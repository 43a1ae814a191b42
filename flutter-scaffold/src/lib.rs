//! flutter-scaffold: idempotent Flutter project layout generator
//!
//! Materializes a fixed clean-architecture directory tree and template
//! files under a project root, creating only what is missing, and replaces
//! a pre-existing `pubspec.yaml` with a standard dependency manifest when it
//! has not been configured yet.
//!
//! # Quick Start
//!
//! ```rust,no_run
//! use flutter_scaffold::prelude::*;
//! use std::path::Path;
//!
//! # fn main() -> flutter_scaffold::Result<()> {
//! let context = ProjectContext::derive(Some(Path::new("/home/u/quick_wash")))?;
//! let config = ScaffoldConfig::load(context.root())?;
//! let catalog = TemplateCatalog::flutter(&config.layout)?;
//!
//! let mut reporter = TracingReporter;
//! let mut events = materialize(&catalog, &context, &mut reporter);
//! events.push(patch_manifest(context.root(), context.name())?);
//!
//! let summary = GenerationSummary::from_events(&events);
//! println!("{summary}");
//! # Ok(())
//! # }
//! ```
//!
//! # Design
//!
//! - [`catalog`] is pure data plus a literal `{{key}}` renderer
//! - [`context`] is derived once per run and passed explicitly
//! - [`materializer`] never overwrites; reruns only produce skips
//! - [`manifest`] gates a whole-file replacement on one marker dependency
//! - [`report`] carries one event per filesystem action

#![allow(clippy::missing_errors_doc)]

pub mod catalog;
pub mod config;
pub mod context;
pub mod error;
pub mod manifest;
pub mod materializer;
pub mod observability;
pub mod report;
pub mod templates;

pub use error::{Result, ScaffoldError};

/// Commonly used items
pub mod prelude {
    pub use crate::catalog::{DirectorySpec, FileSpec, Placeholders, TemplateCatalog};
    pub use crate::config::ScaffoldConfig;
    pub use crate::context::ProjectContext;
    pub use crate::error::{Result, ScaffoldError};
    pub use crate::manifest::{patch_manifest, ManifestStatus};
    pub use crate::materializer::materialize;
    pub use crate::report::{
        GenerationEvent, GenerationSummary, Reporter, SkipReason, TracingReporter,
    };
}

*Brief:* Return, exactly as written, the "pub use crate::config::ScaffoldConfig;" line and each line after it through the end of the listing above.

*Task output:*
    pub use crate::config::ScaffoldConfig;
    pub use crate::context::ProjectContext;
    pub use crate::error::{Result, ScaffoldError};
    pub use crate::manifest::{patch_manifest, ManifestStatus};
    pub use crate::materializer::materialize;
    pub use crate::report::{
        GenerationEvent, GenerationSummary, Reporter, SkipReason, TracingReporter,
    };
}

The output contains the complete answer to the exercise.